Washington, DC 20508

 

Ambassador Michael Punke

Deputy USTR and Permanent Representative to the World Trade Organization

U.S. Mission

11 Route de Pregny

1292 Chambesy-Geneva

Switzerland

Dear Ambassador Froman,

We write to express our dismay at U.S. opposition to proposals at the World Trade Organization (WTO) by developing countries to address their food security objectives, including reducing volatility in food prices and supplies. We urge you to support the G33’s proposal to allow for greater public spending to ensure more stable food supplies and prices.

Food prices have been extremely volatile in recent years. This has been harmful to farmers in the global North and South. We continue to call for the establishment of grain reserves to dampen that volatility and advance fair prices for farmers everywhere. Grain reserves are neither simple nor cheap to operate. Yet the alternatives are worse. The lack of insurance against market failure cost enormous sums of money in emergency assistance, money the international community has to pay. The lack of provision for instability also costs lives – lives lost to hunger as an immediate consequence, and lives blighted for several generations by the effects of malnutrition on fetal development.

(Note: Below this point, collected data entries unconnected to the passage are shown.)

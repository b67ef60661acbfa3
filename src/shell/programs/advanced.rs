//! Advanced: stash, rebase

use super::{lines, CommandResult, PLACEHOLDER_COMMIT};
use crate::error::CommandError;
use crate::shell::executor::SessionState;

const REBASE_USAGE: &str = "usage: git rebase [<options>] [--exec <cmd>] [--onto <newbase> [<upstream>]] [<upstream>] [<branch>]";

/// stash - shelve local changes, or pretend to restore/list them
pub fn git_stash(state: &mut SessionState, args: &[String]) -> CommandResult {
    let branch = state.repo.current_branch().to_string();

    match args.first().map(String::as_str) {
        None | Some("save") => {
            if !state.repo.discard_changes() {
                return Ok(lines(&["No local changes to save"]));
            }
            log::info!("stashed changes on {}", branch);
            Ok(vec![format!(
                "Saved working directory and index state WIP on {}: {}",
                branch, PLACEHOLDER_COMMIT
            )])
        }
        Some("pop") => {
            let mut out = vec![format!("On branch {}", branch)];
            out.extend(lines(&[
                "Changes not staged for commit:",
                "  (use \"git add <file>...\" to update what will be committed)",
                "  (use \"git restore <file>...\" to discard changes in working directory)",
                "\tmodified:   file.txt",
                "",
                "no changes added to commit (use \"git add\" and/or \"git commit -a\")",
            ]));
            Ok(out)
        }
        Some("list") => Ok(vec![format!(
            "stash@{{0}}: WIP on {}: {}",
            branch, PLACEHOLDER_COMMIT
        )]),
        Some(_) => Ok(Vec::new()),
    }
}

/// rebase - canned replay transcript
pub fn git_rebase(_state: &mut SessionState, args: &[String]) -> CommandResult {
    if args.is_empty() {
        return Err(CommandError::Usage(REBASE_USAGE));
    }
    Ok(lines(&[
        "First, rewinding head to replay your work on top of it...",
        "Applying: First commit",
        "Applying: Second commit",
        "Applying: Third commit",
    ]))
}
//! Input history with a recall cursor
//!
//! Entries are stored oldest-first. The cursor ranges over `0..=len`;
//! `len` is the "fresh line" position and recalls as an empty string.

use std::collections::VecDeque;

use serde::Serialize;

use crate::config::DEFAULT_HISTORY_LIMIT;

/// Submitted command lines
#[derive(Debug, Clone, PartialEq, Eq, Serialize)]
pub struct History {
    entries: VecDeque<String>,
    cursor: usize,
    limit: usize,
}

impl History {
    pub fn new() -> Self {
        Self::with_limit(DEFAULT_HISTORY_LIMIT)
    }

    pub fn with_limit(limit: usize) -> Self {
        Self {
            entries: VecDeque::new(),
            cursor: 0,
            limit: limit.max(1),
        }
    }

    /// Append a line and park the cursor past the end
    pub fn push(&mut self, line: impl Into<String>) {
        self.entries.push_back(line.into());
        while self.entries.len() > self.limit {
            self.entries.pop_front();
        }
        self.cursor = self.entries.len();
    }

    /// Step back toward the oldest entry. Stays put at the oldest.
    pub fn previous(&mut self) -> &str {
        if self.entries.is_empty() {
            return "";
        }
        if self.cursor > 0 {
            self.cursor -= 1;
        }
        &self.entries[self.cursor]
    }

    /// Step forward. Past the newest entry this yields `""` until the next push.
    pub fn next(&mut self) -> &str {
        if self.cursor + 1 < self.entries.len() {
            self.cursor += 1;
            &self.entries[self.cursor]
        } else {
            self.cursor = self.entries.len();
            ""
        }
    }

    pub fn cursor(&self) -> usize {
        self.cursor
    }

    pub fn entries(&self) -> impl Iterator<Item = &str> {
        self.entries.iter().map(|s| s.as_str())
    }

    pub fn len(&self) -> usize {
        self.entries.len()
    }

    pub fn is_empty(&self) -> bool {
        self.entries.is_empty()
    }
}

impl Default for History {
    fn default() -> Self {
        Self::new()
    }
}
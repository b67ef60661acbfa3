//! Boot sequence
//!
//! Reads the page config, creates the one terminal session for the page
//! and wires the input box and mission buttons to it.

use std::cell::RefCell;

use wasm_bindgen::prelude::*;
use wasm_bindgen::JsCast;
use web_sys::{Document, Element, HtmlInputElement};

use crate::config::DomConfig;
use crate::error::{GitLearnError, GitLearnResult};
use crate::platform::flush;
use crate::platform::web::{self, DomConsole};
use crate::shell::Terminal;

struct Session {
    terminal: Terminal,
    console: DomConsole,
    document: Document,
    dom: DomConfig,
}

thread_local! {
    static SESSION: RefCell<Option<Session>> = const { RefCell::new(None) };
}

/// Run `f` against the session, then render whatever it printed
fn with_session<R>(f: impl FnOnce(&mut Session) -> R) -> GitLearnResult<R> {
    SESSION.with(|cell| {
        let mut slot = cell.borrow_mut();
        let session = slot
            .as_mut()
            .ok_or_else(|| GitLearnError::Js("terminal not booted".to_string()))?;
        let out = f(session);
        flush(&mut session.terminal, &mut session.console)?;
        Ok(out)
    })
}

/// Boot the simulator
pub fn boot() -> GitLearnResult<()> {
    let document = web_sys::window()
        .and_then(|w| w.document())
        .ok_or_else(|| GitLearnError::MissingElement("document".to_string()))?;

    let config = web::read_config(&document)?;
    let dom = config.dom.clone();
    let console = DomConsole::new(&document, &dom)?;
    let input = web::input_element(&document, &dom)?;

    SESSION.with(|cell| {
        *cell.borrow_mut() = Some(Session {
            terminal: Terminal::new(config),
            console,
            document: document.clone(),
            dom: dom.clone(),
        });
    });
    with_session(|_| ())?;

    bind_input(&input)?;
    bind_mission_buttons(&document, &dom)?;
    log::info!("gitlearn booted");
    Ok(())
}

fn bind_input(input: &HtmlInputElement) -> GitLearnResult<()> {
    let target = input.clone();
    let closure = Closure::wrap(Box::new(move |event: web_sys::KeyboardEvent| {
        let key = event.key();
        if key == "ArrowUp" || key == "ArrowDown" {
            event.prevent_default();
        }
        let typed = target.value();
        match with_session(|s| s.terminal.handle_key(&key, &typed)) {
            Ok(Some(value)) => target.set_value(&value),
            Ok(None) => {}
            Err(e) => log::error!("{}", e),
        }
    }) as Box<dyn FnMut(_)>);

    input.add_event_listener_with_callback("keydown", closure.as_ref().unchecked_ref())?;
    closure.forget(); // lives for the page
    Ok(())
}

fn bind_mission_buttons(document: &Document, dom: &DomConfig) -> GitLearnResult<()> {
    let buttons = document.query_selector_all(&dom.mission_button_selector)?;
    for i in 0..buttons.length() {
        let Some(button) = buttons.get(i).and_then(|n| n.dyn_into::<Element>().ok()) else {
            continue;
        };
        let Some(number) = button
            .get_attribute("data-mission")
            .and_then(|n| n.trim().parse::<u32>().ok())
        else {
            log::warn!("mission button without a usable data-mission");
            continue;
        };

        let closure = Closure::wrap(Box::new(move |_event: web_sys::MouseEvent| {
            if let Err(e) = start_mission(number) {
                log::error!("{}", e);
            }
        }) as Box<dyn FnMut(_)>);
        button.add_event_listener_with_callback("click", closure.as_ref().unchecked_ref())?;
        closure.forget();
    }
    Ok(())
}

/// Submit a line as if typed
pub fn submit(line: &str) -> GitLearnResult<()> {
    with_session(|s| {
        s.terminal.submit(line);
    })
}

/// Start a mission, then show and focus the terminal
pub fn start_mission(number: u32) -> GitLearnResult<()> {
    with_session(|s| {
        s.terminal.start_mission(number);
        web::reveal_terminal(&s.document, &s.dom)
    })?
}

/// JSON snapshot of the session
pub fn snapshot() -> GitLearnResult<String> {
    with_session(|s| s.terminal.snapshot_json())?
}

International markets serve those with the greatest purchasing power. This makes market mechanisms alone inadequate from the perspective of those whose purchasing power to secure food for their families is eclipsed by other demands on food systems, including the demands that generate significant food waste, as well as the demand for feed and fuel. The U.S. government has intervened through both its agriculture and its social welfare programs for over 100 years in recognition of market failures that need correction.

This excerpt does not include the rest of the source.